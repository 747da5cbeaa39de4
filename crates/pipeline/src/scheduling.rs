//! Scheduling provider webhook events
//!
//! The provider delivers a discriminated envelope:
//! `{ "triggerEvent": "...", "createdAt": "...", "payload": { ... } }`
//! where the payload shape varies by trigger. Unknown triggers are
//! acknowledged and ignored so new provider event types cannot break us.

use serde::Deserialize;
use time::OffsetDateTime;

use crate::error::{PipelineError, PipelineResult};
use crate::materializer::{
    BookingCreated, BookingMaterializer, ContactSnapshot, MaterializeOutcome,
};
use crate::status::{BookingStatus, BookingStatusMachine};

/// Trigger names we act on.
pub const TRIGGER_BOOKING_CREATED: &str = "BOOKING_CREATED";
pub const TRIGGER_BOOKING_CANCELLED: &str = "BOOKING_CANCELLED";
pub const TRIGGER_MEETING_ENDED: &str = "MEETING_ENDED";
pub const TRIGGER_NO_SHOW_UPDATED: &str = "BOOKING_NO_SHOW_UPDATED";

/// The outer envelope, common to every trigger.
#[derive(Debug, Deserialize)]
#[serde(rename_all = "camelCase")]
pub struct SchedulingEvent {
    pub trigger_event: String,
    #[serde(default)]
    pub created_at: Option<String>,
    pub payload: serde_json::Value,
}

impl SchedulingEvent {
    pub fn parse(body: &str) -> PipelineResult<Self> {
        serde_json::from_str(body)
            .map_err(|e| PipelineError::InvalidPayload(format!("bad envelope: {}", e)))
    }
}

#[derive(Debug, Deserialize)]
#[serde(rename_all = "camelCase")]
struct PersonPayload {
    name: String,
    email: String,
    #[serde(default)]
    username: Option<String>,
    time_zone: String,
}

#[derive(Debug, Deserialize)]
#[serde(rename_all = "camelCase")]
struct VideoCallData {
    #[serde(default)]
    url: Option<String>,
}

/// Full reservation payload, sent for created and cancelled bookings.
#[derive(Debug, Deserialize)]
#[serde(rename_all = "camelCase")]
struct BookingPayload {
    booking_id: i64,
    uid: String,
    title: String,
    #[serde(with = "time::serde::rfc3339")]
    start_time: OffsetDateTime,
    #[serde(with = "time::serde::rfc3339")]
    end_time: OffsetDateTime,
    event_type_id: i64,
    organizer: PersonPayload,
    attendees: Vec<PersonPayload>,
    #[serde(default)]
    metadata: Option<serde_json::Value>,
    #[serde(default)]
    video_call_data: Option<VideoCallData>,
}

/// Reduced payloads carried by lifecycle triggers.
#[derive(Debug, Deserialize)]
#[serde(rename_all = "camelCase")]
struct CancellationPayload {
    uid: String,
    #[serde(default)]
    cancellation_reason: Option<String>,
}

#[derive(Debug, Deserialize)]
#[serde(rename_all = "camelCase")]
struct MeetingEndedPayload {
    uid: String,
}

#[derive(Debug, Deserialize)]
#[serde(rename_all = "camelCase")]
struct NoShowPayload {
    booking_uid: String,
    #[serde(default)]
    host_no_show: Option<bool>,
    #[serde(default)]
    attendee_no_show: Option<bool>,
}

/// What handling a scheduling event did.
#[derive(Debug)]
pub enum SchedulingOutcome {
    Materialized(MaterializeOutcome),
    Cancelled,
    Completed,
    NoShowUpdated,
    /// Forward-compatibility: unknown trigger, acknowledged and dropped.
    Ignored { trigger: String },
}

/// Convert a full reservation payload into the materializer's input.
///
/// Exactly one attendee is required; the provider sends at least one for any
/// confirmed booking, and the first is the payer.
pub(crate) fn to_booking_created(payload: serde_json::Value) -> PipelineResult<BookingCreated> {
    let parsed: BookingPayload = serde_json::from_value(payload)
        .map_err(|e| PipelineError::InvalidPayload(format!("bad booking payload: {}", e)))?;

    let attendee = parsed
        .attendees
        .into_iter()
        .next()
        .ok_or_else(|| PipelineError::InvalidPayload("booking has no attendees".to_string()))?;

    let checkout_session_id = parsed
        .metadata
        .as_ref()
        .and_then(|m| m.get("checkoutSessionId"))
        .and_then(|v| v.as_str())
        .map(str::to_string);

    Ok(BookingCreated {
        cal_booking_id: parsed.booking_id,
        cal_booking_uid: parsed.uid,
        title: parsed.title,
        start_time: parsed.start_time,
        end_time: parsed.end_time,
        cal_event_type_id: parsed.event_type_id,
        organizer: ContactSnapshot {
            name: parsed.organizer.name,
            email: parsed.organizer.email,
            username: parsed.organizer.username,
            time_zone: parsed.organizer.time_zone,
        },
        attendee: ContactSnapshot {
            name: attendee.name,
            email: attendee.email,
            username: attendee.username,
            time_zone: attendee.time_zone,
        },
        checkout_session_id,
        meeting_url: parsed.video_call_data.and_then(|v| v.url),
    })
}

/// Routes verified scheduling events to the materializer or status machine.
#[derive(Clone)]
pub struct SchedulingWebhookHandler {
    materializer: BookingMaterializer,
    status: BookingStatusMachine,
}

impl SchedulingWebhookHandler {
    pub fn new(materializer: BookingMaterializer, status: BookingStatusMachine) -> Self {
        Self {
            materializer,
            status,
        }
    }

    pub async fn handle(&self, event: SchedulingEvent) -> PipelineResult<SchedulingOutcome> {
        match event.trigger_event.as_str() {
            TRIGGER_BOOKING_CREATED => {
                let booking = to_booking_created(event.payload)?;
                let outcome = self.materializer.materialize(booking).await?;
                Ok(SchedulingOutcome::Materialized(outcome))
            }
            TRIGGER_BOOKING_CANCELLED => {
                let payload: CancellationPayload = serde_json::from_value(event.payload)
                    .map_err(|e| {
                        PipelineError::InvalidPayload(format!("bad cancellation payload: {}", e))
                    })?;
                self.status
                    .cancel(&payload.uid, payload.cancellation_reason.as_deref())
                    .await?;
                Ok(SchedulingOutcome::Cancelled)
            }
            TRIGGER_MEETING_ENDED => {
                let payload: MeetingEndedPayload =
                    serde_json::from_value(event.payload).map_err(|e| {
                        PipelineError::InvalidPayload(format!("bad meeting-ended payload: {}", e))
                    })?;
                self.status
                    .update_status(&payload.uid, Some(BookingStatus::Completed), None, None)
                    .await?;
                Ok(SchedulingOutcome::Completed)
            }
            TRIGGER_NO_SHOW_UPDATED => {
                let payload: NoShowPayload = serde_json::from_value(event.payload)
                    .map_err(|e| {
                        PipelineError::InvalidPayload(format!("bad no-show payload: {}", e))
                    })?;
                // A no-show flag can flip without an overall status change;
                // only set NO_SHOW when the attendee missed the session.
                let status = if payload.attendee_no_show == Some(true) {
                    Some(BookingStatus::NoShow)
                } else {
                    None
                };
                self.status
                    .update_status(
                        &payload.booking_uid,
                        status,
                        payload.host_no_show,
                        payload.attendee_no_show,
                    )
                    .await?;
                Ok(SchedulingOutcome::NoShowUpdated)
            }
            other => {
                tracing::info!(
                    trigger_event = other,
                    "Unhandled scheduling trigger - acknowledged and ignored"
                );
                Ok(SchedulingOutcome::Ignored {
                    trigger: other.to_string(),
                })
            }
        }
    }
}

——

Assignment ::
Within the material above, find the lines that contain the word "PipelineResult"; copy them.

Reply ::
use crate::error::{PipelineError, PipelineResult};
    pub fn parse(body: &str) -> PipelineResult<Self> {
pub(crate) fn to_booking_created(payload: serde_json::Value) -> PipelineResult<BookingCreated> {
    pub async fn handle(&self, event: SchedulingEvent) -> PipelineResult<SchedulingOutcome> {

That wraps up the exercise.